Movie theatres and outdoor playgrounds might also reopen, though large public gatherings such as sports events and concerts will continue to be prohibited for the “foreseeable future.”


Comments (3)

  • Terry Gibson July 13, 2020 12:16 PM

    — thank-YOU, NOW, and ALL Staff, for continuing ON with the paper, and for re-instating the Adult Classified, again ! NOW ‘is’, a free-thinking weekly, vis-à-vis, Alice’s and Michael’s vision (1981), and Thanks to Brian Kalish, for his ambition (as he stated in his interview with Steve Darling) in knowing the VALUE of NOW and the GEORGIA STRAIGHT, and their value in the Toronto and Vancouver market-places.
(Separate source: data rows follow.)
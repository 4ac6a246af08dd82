use super::account::{Address, Amount};
use chrono::{DateTime, Utc};
use serde::{Deserialize, Serialize};

/// A transfer about to be appended to the journal.
#[derive(Debug, Clone, PartialEq, Eq)]
pub struct NewTransfer {
    pub from: Address,
    pub to: Address,
    pub amount: Amount,
}

/// A completed transfer as recorded in the journal.
///
/// `id` and `created_at` are assigned by the store. Records are never updated or removed.
#[derive(Debug, Clone, PartialEq, Eq, Serialize, Deserialize)]
pub struct TransferRecord {
    pub id: i64,
    pub from: Address,
    pub to: Address,
    pub amount: i64,
    pub created_at: DateTime<Utc>,
}

impl TransferRecord {
    pub fn new(id: i64, transfer: NewTransfer, created_at: DateTime<Utc>) -> Self {
        Self {
            id,
            from: transfer.from,
            to: transfer.to,
            amount: transfer.amount.value(),
            created_at,
        }
    }

    /// Journal ordering key: newest records sort last.
    pub fn order_key(&self) -> (DateTime<Utc>, i64) {
        (self.created_at, self.id)
    }
}
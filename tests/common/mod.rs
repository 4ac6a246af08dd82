#![allow(dead_code)]

use async_trait::async_trait;
use std::sync::atomic::{AtomicU32, Ordering};
use std::sync::{Arc, Mutex};
use std::time::Duration;
use wallet_ledger::application::transfer::{RetryPolicy, TransferEngine};
use wallet_ledger::domain::account::{Account, Address};
use wallet_ledger::domain::ports::{
    ConflictClassifier, ErrorClass, LedgerStore, LedgerStoreRef, LedgerTransaction,
};
use wallet_ledger::domain::transfer::{NewTransfer, TransferRecord};
use wallet_ledger::error::{StoreError, StoreResult};
use wallet_ledger::infrastructure::in_memory::InMemoryLedgerStore;

/// Deterministic, distinct address for wallet `n`.
pub fn wallet(n: u32) -> Address {
    Address::parse(&format!("{n:064x}")).unwrap()
}

/// A fresh in-memory ledger holding one wallet per entry of `balances`.
pub async fn seeded_store(balances: &[i64]) -> (Arc<InMemoryLedgerStore>, Vec<Address>) {
    let store = Arc::new(InMemoryLedgerStore::new());
    let addresses: Vec<Address> = (0..balances.len() as u32).map(wallet).collect();
    let accounts: Vec<Account> = addresses
        .iter()
        .zip(balances)
        .map(|(address, balance)| Account::new(address.clone(), *balance))
        .collect();
    store.populate(&accounts).await.unwrap();
    (store, addresses)
}

/// Retry schedule short enough to keep contention tests fast.
pub fn fast_policy() -> RetryPolicy {
    RetryPolicy {
        max_attempts: 10,
        base_backoff: Duration::from_millis(1),
        max_jitter: Duration::from_millis(2),
    }
}

pub fn engine(store: LedgerStoreRef) -> TransferEngine {
    TransferEngine::new(store, fast_policy())
}

pub async fn balance_of(store: &dyn LedgerStore, address: &Address) -> i64 {
    store.balance(address).await.unwrap().unwrap()
}

pub async fn total_balance(store: &dyn LedgerStore) -> i64 {
    store
        .accounts()
        .await
        .unwrap()
        .iter()
        .map(|a| a.balance)
        .sum()
}

#[derive(Debug, Clone, Copy)]
pub enum Fault {
    Deadlock,
    Fatal,
}

/// Wraps an in-memory ledger, failing the next `failures` lock requests with `fault`
/// and recording every lock request it sees. Commits can be slowed down to keep row
/// locks held for a fixed time.
pub struct ProbeStore {
    inner: InMemoryLedgerStore,
    fault: Fault,
    commit_delay: Duration,
    failures_left: AtomicU32,
    begins: AtomicU32,
    lock_requests: Mutex<Vec<Vec<Address>>>,
}

impl ProbeStore {
    pub async fn seeded(
        balances: &[i64],
        fault: Fault,
        failures: u32,
    ) -> (Arc<Self>, Vec<Address>) {
        let (inner, addresses) = seeded_store(balances).await;
        let probe = Self {
            inner: (*inner).clone(),
            fault,
            commit_delay: Duration::ZERO,
            failures_left: AtomicU32::new(failures),
            begins: AtomicU32::new(0),
            lock_requests: Mutex::new(Vec::new()),
        };
        (Arc::new(probe), addresses)
    }

    /// A fault-free ledger whose transactions hold their row locks for `delay` before
    /// committing.
    pub async fn with_commit_delay(
        balances: &[i64],
        delay: Duration,
    ) -> (Arc<Self>, Vec<Address>) {
        let (inner, addresses) = seeded_store(balances).await;
        let probe = Self {
            inner: (*inner).clone(),
            fault: Fault::Deadlock,
            commit_delay: delay,
            failures_left: AtomicU32::new(0),
            begins: AtomicU32::new(0),
            lock_requests: Mutex::new(Vec::new()),
        };
        (Arc::new(probe), addresses)
    }

    pub fn begins(&self) -> u32 {
        self.begins.load(Ordering::SeqCst)
    }

    pub fn lock_requests(&self) -> Vec<Vec<Address>> {
        self.lock_requests.lock().unwrap().clone()
    }

    fn take_fault(&self) -> Option<StoreError> {
        self.failures_left
            .fetch_update(Ordering::SeqCst, Ordering::SeqCst, |n| n.checked_sub(1))
            .ok()
            .map(|_| match self.fault {
                Fault::Deadlock => StoreError::Deadlock,
                Fault::Fatal => StoreError::Backend(Box::new(std::io::Error::other(
                    "simulated disk failure",
                ))),
            })
    }
}

impl ConflictClassifier for ProbeStore {
    fn classify(&self, err: &StoreError) -> ErrorClass {
        self.inner.classify(err)
    }
}

#[async_trait]
impl LedgerStore for ProbeStore {
    async fn begin<'a>(&'a self) -> StoreResult<Box<dyn LedgerTransaction + 'a>> {
        self.begins.fetch_add(1, Ordering::SeqCst);
        let inner = self.inner.begin().await?;
        Ok(Box::new(ProbeTransaction { probe: self, inner }))
    }

    async fn balance(&self, address: &Address) -> StoreResult<Option<i64>> {
        self.inner.balance(address).await
    }

    async fn recent_transfers(&self, limit: usize) -> StoreResult<Vec<TransferRecord>> {
        self.inner.recent_transfers(limit).await
    }

    async fn accounts(&self) -> StoreResult<Vec<Account>> {
        self.inner.accounts().await
    }

    async fn populate(&self, accounts: &[Account]) -> StoreResult<()> {
        self.inner.populate(accounts).await
    }
}

struct ProbeTransaction<'a> {
    probe: &'a ProbeStore,
    inner: Box<dyn LedgerTransaction + 'a>,
}

#[async_trait]
impl LedgerTransaction for ProbeTransaction<'_> {
    async fn lock_accounts(&mut self, addresses: &[Address]) -> StoreResult<Vec<Account>> {
        self.probe
            .lock_requests
            .lock()
            .unwrap()
            .push(addresses.to_vec());
        if let Some(err) = self.probe.take_fault() {
            return Err(err);
        }
        self.inner.lock_accounts(addresses).await
    }

    async fn set_balance(&mut self, address: &Address, balance: i64) -> StoreResult<()> {
        self.inner.set_balance(address, balance).await
    }

    async fn append_transfer(&mut self, transfer: NewTransfer) -> StoreResult<TransferRecord> {
        self.inner.append_transfer(transfer).await
    }

    async fn commit(self: Box<Self>) -> StoreResult<()> {
        if !self.probe.commit_delay.is_zero() {
            tokio::time::sleep(self.probe.commit_delay).await;
        }
        self.inner.commit().await
    }

    async fn rollback(self: Box<Self>) -> StoreResult<()> {
        self.inner.rollback().await
    }
}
Have a great week, and thanks for your ‘ear’ ! As Always, Terry Gibson, Regina, Sk (and a special ‘hello’ to My Main Man, Kirk MacDonald, for ALL he has done (does) for me in fulfilling My Life-time Sub)

  • Sarah Mattok July 13, 2020 08:32 PM

    Your photo accompanying this article is misleading. The common test for Covid is not a blood test, and this contributes to people coming in for testing and expecting a blood draw. Please change to a more appropriate picture (ex. a swab)
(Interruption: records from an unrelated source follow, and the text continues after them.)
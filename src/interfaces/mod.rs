//! Adapters that expose the ledger to the outside world.

pub mod http;
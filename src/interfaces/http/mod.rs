//! JSON-over-HTTP boundary.
//!
//! Decodes requests, converts decimal amounts to minor units and maps ledger outcomes to
//! status codes. All ledger semantics live in the application layer.

pub mod dto;

use crate::application::query::QueryService;
use crate::application::transfer::TransferEngine;
use crate::domain::account::Address;
use crate::error::{ErrorCategory, LedgerError};
use axum::extract::rejection::JsonRejection;
use axum::extract::{Path, Query, State};
use axum::http::StatusCode;
use axum::response::{IntoResponse, Response};
use axum::routing::{get, post};
use axum::{Json, Router};
use dto::{
    BalanceResponse, ListParams, SendRequest, SendResponse, TransferDto, format_minor_units,
    to_minor_units,
};
use std::future::Future;
use std::sync::Arc;
use std::time::Duration;
use tokio::time::Instant;
use tower_http::trace::TraceLayer;
use tracing::error;

/// State shared by all handlers.
#[derive(Clone)]
pub struct AppState {
    pub engine: Arc<TransferEngine>,
    pub queries: QueryService,
    pub transfer_timeout: Duration,
    pub query_timeout: Duration,
}

pub fn router(state: AppState) -> Router {
    Router::new()
        .route("/api/wallet/:address/balance", get(get_balance))
        .route("/api/send", post(post_send))
        .route("/api/transactions", get(list_transactions))
        .route("/health", get(health))
        .layer(TraceLayer::new_for_http())
        .with_state(state)
}

/// Error body `{"error": "..."}` with a status derived from the ledger outcome.
#[derive(Debug)]
pub struct ApiError {
    status: StatusCode,
    message: String,
}

impl ApiError {
    fn bad_request(message: &str) -> Self {
        Self {
            status: StatusCode::BAD_REQUEST,
            message: message.to_string(),
        }
    }
}

impl From<LedgerError> for ApiError {
    fn from(err: LedgerError) -> Self {
        let status = match err.category() {
            ErrorCategory::Validation => StatusCode::BAD_REQUEST,
            ErrorCategory::NotFound => StatusCode::NOT_FOUND,
            ErrorCategory::Conflict => StatusCode::CONFLICT,
            ErrorCategory::Cancelled => StatusCode::GATEWAY_TIMEOUT,
            ErrorCategory::ContentionExhausted => StatusCode::SERVICE_UNAVAILABLE,
            ErrorCategory::Fatal => StatusCode::INTERNAL_SERVER_ERROR,
        };
        let message = match &err {
            LedgerError::SameAddress => "from must differ from to",
            LedgerError::InvalidAmount(_) => "amount must be > 0",
            LedgerError::MalformedAddress(_) => "invalid address format",
            LedgerError::WalletNotFound => "wallet not found",
            LedgerError::InsufficientFunds { .. } => "insufficient funds",
            LedgerError::Timeout => "request timed out",
            LedgerError::ContentionExhausted { .. } => "ledger busy, retry later",
            LedgerError::Internal(source) => {
                error!(error = %source, "ledger storage failure");
                "internal error"
            }
        };
        Self {
            status,
            message: message.to_string(),
        }
    }
}

impl IntoResponse for ApiError {
    fn into_response(self) -> Response {
        (
            self.status,
            Json(serde_json::json!({ "error": self.message })),
        )
            .into_response()
    }
}

async fn with_deadline<T, F>(timeout: Duration, fut: F) -> Result<T, LedgerError>
where
    F: Future<Output = Result<T, LedgerError>>,
{
    tokio::time::timeout(timeout, fut)
        .await
        .map_err(|_| LedgerError::Timeout)?
}

async fn get_balance(
    State(state): State<AppState>,
    Path(raw): Path<String>,
) -> Result<Json<BalanceResponse>, ApiError> {
    let address = Address::parse(&raw)?;
    let balance = with_deadline(state.query_timeout, state.queries.balance(&address)).await?;
    Ok(Json(BalanceResponse {
        address: address.to_string(),
        balance: format_minor_units(balance),
    }))
}

async fn post_send(
    State(state): State<AppState>,
    body: Result<Json<SendRequest>, JsonRejection>,
) -> Result<Json<SendResponse>, ApiError> {
    let Json(request) = body.map_err(|_| ApiError::bad_request("invalid json"))?;
    let from = Address::parse(&request.from)?;
    let to = Address::parse(&request.to)?;
    let amount = to_minor_units(request.amount)?;

    let deadline = Instant::now() + state.transfer_timeout;
    let record = state
        .engine
        .transfer(&from, &to, amount, Some(deadline))
        .await?;

    Ok(Json(SendResponse {
        status: "ok".to_string(),
        id: record.id,
    }))
}

async fn list_transactions(
    State(state): State<AppState>,
    Query(params): Query<ListParams>,
) -> Result<Json<Vec<TransferDto>>, ApiError> {
    let limit = match params.count.as_deref() {
        None | Some("") => None,
        Some(raw) => Some(
            raw.parse::<i64>()
                .map_err(|_| ApiError::bad_request("invalid count"))?,
        ),
    };

    let records = with_deadline(state.query_timeout, state.queries.recent_transfers(limit)).await?;
    Ok(Json(records.into_iter().map(TransferDto::from).collect()))
}

async fn health() -> &'static str {
    "ok"
}

#[cfg(test)]
mod tests {
    use super::*;
    use crate::application::transfer::RetryPolicy;
    use crate::domain::account::Account;
    use crate::domain::ports::LedgerStore;
    use crate::infrastructure::in_memory::InMemoryLedgerStore;
    use axum::body::{Body, to_bytes};
    use axum::http::Request;
    use tower::ServiceExt;

    fn addr(c: char) -> String {
        c.to_string().repeat(64)
    }

    async fn app() -> Router {
        let store = Arc::new(InMemoryLedgerStore::new());
        store
            .populate(&[
                Account::new(Address::parse(&addr('a')).unwrap(), 10_000),
                Account::new(Address::parse(&addr('b')).unwrap(), 10_000),
            ])
            .await
            .unwrap();
        router(AppState {
            engine: Arc::new(TransferEngine::new(store.clone(), RetryPolicy::default())),
            queries: QueryService::new(store),
            transfer_timeout: Duration::from_secs(5),
            query_timeout: Duration::from_secs(5),
        })
    }

    async fn call(app: &Router, request: Request<Body>) -> (StatusCode, serde_json::Value) {
        let response = app.clone().oneshot(request).await.unwrap();
        let status = response.status();
        let bytes = to_bytes(response.into_body(), usize::MAX).await.unwrap();
        let body = serde_json::from_slice(&bytes).unwrap_or(serde_json::Value::Null);
        (status, body)
    }

    fn send(body: &str) -> Request<Body> {
        Request::post("/api/send")
            .header("content-type", "application/json")
            .body(Body::from(body.to_string()))
            .unwrap()
    }

    fn balance_req(c: char) -> Request<Body> {
        get_req(&format!("/api/wallet/{}/balance", addr(c)))
    }

    fn get_req(uri: &str) -> Request<Body> {
        Request::get(uri).body(Body::empty()).unwrap()
    }

    #[tokio::test]
    async fn test_balance_endpoint() {
        let app = app().await;

        let (status, body) = call(&app, balance_req('a')).await;
        assert_eq!(status, StatusCode::OK);
        assert_eq!(body["balance"], "100.00");

        let (status, body) = call(&app, balance_req('c')).await;
        assert_eq!(status, StatusCode::NOT_FOUND);
        assert_eq!(body["error"], "wallet not found");

        let (status, _) = call(&app, get_req("/api/wallet/nope/balance")).await;
        assert_eq!(status, StatusCode::BAD_REQUEST);
    }

    #[tokio::test]
    async fn test_send_then_list() {
        let app = app().await;

        let payload = format!(
            r#"{{"from":"{}","to":"{}","amount":3.5}}"#,
            addr('a'),
            addr('b')
        );
        let (status, body) = call(&app, send(&payload)).await;
        assert_eq!(status, StatusCode::OK);
        assert_eq!(body["status"], "ok");

        let (_, body) = call(&app, balance_req('a')).await;
        assert_eq!(body["balance"], "96.50");

        let (status, body) = call(&app, get_req("/api/transactions?count=5")).await;
        assert_eq!(status, StatusCode::OK);
        let items = body.as_array().unwrap();
        assert_eq!(items.len(), 1);
        assert_eq!(items[0]["amount"], "3.50");
        assert_eq!(items[0]["from"], addr('a'));
    }

    #[tokio::test]
    async fn test_send_error_mapping() {
        let app = app().await;

        let (status, body) = call(&app, send("{not json")).await;
        assert_eq!(status, StatusCode::BAD_REQUEST);
        assert_eq!(body["error"], "invalid json");

        let same = format!(r#"{{"from":"{0}","to":"{0}","amount":1}}"#, addr('a'));
        let (status, body) = call(&app, send(&same)).await;
        assert_eq!(status, StatusCode::BAD_REQUEST);
        assert_eq!(body["error"], "from must differ from to");

        let bad_addr = format!(r#"{{"from":"abc","to":"{}","amount":1}}"#, addr('b'));
        let (status, body) = call(&app, send(&bad_addr)).await;
        assert_eq!(status, StatusCode::BAD_REQUEST);
        assert_eq!(body["error"], "invalid address format");

        let zero = format!(
            r#"{{"from":"{}","to":"{}","amount":0}}"#,
            addr('a'),
            addr('b')
        );
        let (status, _) = call(&app, send(&zero)).await;
        assert_eq!(status, StatusCode::BAD_REQUEST);

        let too_much = format!(
            r#"{{"from":"{}","to":"{}","amount":1000}}"#,
            addr('a'),
            addr('b')
        );
        let (status, body) = call(&app, send(&too_much)).await;
        assert_eq!(status, StatusCode::CONFLICT);
        assert_eq!(body["error"], "insufficient funds");

        let unknown = format!(
            r#"{{"from":"{}","to":"{}","amount":1}}"#,
            addr('a'),
            addr('c')
        );
        let (status, _) = call(&app, send(&unknown)).await;
        assert_eq!(status, StatusCode::NOT_FOUND);
    }

    #[tokio::test]
    async fn test_list_rejects_non_integer_count() {
        let app = app().await;
        let (status, body) = call(&app, get_req("/api/transactions?count=ten")).await;
        assert_eq!(status, StatusCode::BAD_REQUEST);
        assert_eq!(body["error"], "invalid count");

        let (status, body) = call(&app, get_req("/api/transactions")).await;
        assert_eq!(status, StatusCode::OK);
        assert!(body.as_array().unwrap().is_empty());
    }

    #[test]
    fn test_status_mapping() {
        let timeout = ApiError::from(LedgerError::Timeout);
        assert_eq!(timeout.status, StatusCode::GATEWAY_TIMEOUT);
        let busy = ApiError::from(LedgerError::ContentionExhausted { attempts: 10 });
        assert_eq!(busy.status, StatusCode::SERVICE_UNAVAILABLE);
    }
}
use assert_cmd::cargo_bin;
use assert_cmd::prelude::*;
use predicates::prelude::*;
use std::process::Command;

fn ledger() -> Command {
    let mut cmd = Command::new(cargo_bin!("wallet-ledger"));
    for (key, _) in std::env::vars() {
        if key.starts_with("LEDGER_") {
            cmd.env_remove(key);
        }
    }
    cmd
}

#[test]
fn test_help_lists_flags() -> Result<(), Box<dyn std::error::Error>> {
    ledger()
        .arg("--help")
        .assert()
        .success()
        .stdout(predicate::str::contains("--listen"))
        .stdout(predicate::str::contains("--max-attempts"))
        .stdout(predicate::str::contains("--lock-timeout-ms"))
        .stdout(predicate::str::contains("LEDGER_SEED_WALLETS"));
    Ok(())
}

#[test]
fn test_zero_attempts_rejected() {
    ledger()
        .args(["--max-attempts", "0"])
        .assert()
        .failure()
        .stderr(predicate::str::contains("max-attempts"));
}

#[test]
fn test_malformed_listen_address_rejected() {
    ledger()
        .args(["--listen", "not-an-address"])
        .assert()
        .failure()
        .stderr(predicate::str::contains("--listen"));
}

#[cfg(not(feature = "storage-rocksdb"))]
#[test]
fn test_db_path_requires_rocksdb_feature() {
    let dir = tempfile::tempdir().unwrap();
    ledger()
        .arg("--db-path")
        .arg(dir.path().join("ledger"))
        .args(["--listen", "127.0.0.1:0"])
        .assert()
        .failure()
        .stderr(predicate::str::contains("storage-rocksdb"));
}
  • vivienne jones July 13, 2020 08:37 PM

    Given that the physical,emotional,mental and social well being of our loved ones in LONG TERM CARE is high on our minds as family members, I have a few real time questions to do with the quality of life around covid 19 protocols and openings.
    My questions are ;
    As the number of infections drop in Toronto and Ontario, how do you see the next steps and plan for the corresponding changes in visiting protocols in Long Term Care homes ?
    For example when will it be allowed, with all and any necessary precautions in place, for a family member to take a loved one for a simple walk ,even around the care home grounds ?
    And when will it be allowed, with all the necessary precautions in place, to sit in closer proximity to our loved ones indoors or out doors? To comfort them and even help them as before.
    Or at least given the limited ability we have to communicate emotional closeness behind a face mask, especially to an elderly person, often with dementia , when do we foresee that visors be allowed to be used, or other clear face coverings given the current prerequisites of 6ft distance a covid test no touching or sharing and meeting outside for 30 minutes once a week.?
    And surely either 6ft ,or a mask ,but not both could be possible soon ?
    And given the complexity of having a covid test every two weeks prior to meeting outside at a 6ft distance with a face covering, will at least one of these precaution be removed at some point soon ,again as numbers of infections drop. And more frequent visits, and inside visits ?
    I realise that this is all about taking steps as risks diminish and safety and knowledge evolve but as they the government themself have suggested below ;

    ‘We are all looking forward to the day when we can once again see family and friends, and spend time together,” said Minister Smith. “Today is an important first step in reconnecting loved ones who have been separated all spring.
    As the COVID-19 outbreak evolves in Ontario, the direction on visits at long-term care homes, retirement homes and residential settings will continually be updated keeping the safety and emotional wellbeing of residents and staff at the forefront”. june 11 2020

    I know I’m not alone in feeling desperately challenged trying to make the current visiting format meaningful for my family and my loved one in care.The isolation my mother and folk like her experience at this time is still hard to imagine. She has seem only masked people for 4 months and been restricted in innumerable ways to protect her physical well being. I know the home and the staff where my mother resides have done their best ,and are possibly traumatised by the experience overall of keeping the residence covid free, which they did thankfully, but I now pose that the ongoing emotional and mental anguish of isolation is almost as dangerous now to her health as covid was.
    The government needs to remember what these vulnerable people , these residents have had to give up., and start acknowledging its time to find ways for returning essential elements of comfort and connection, indeed a basic quality of life back.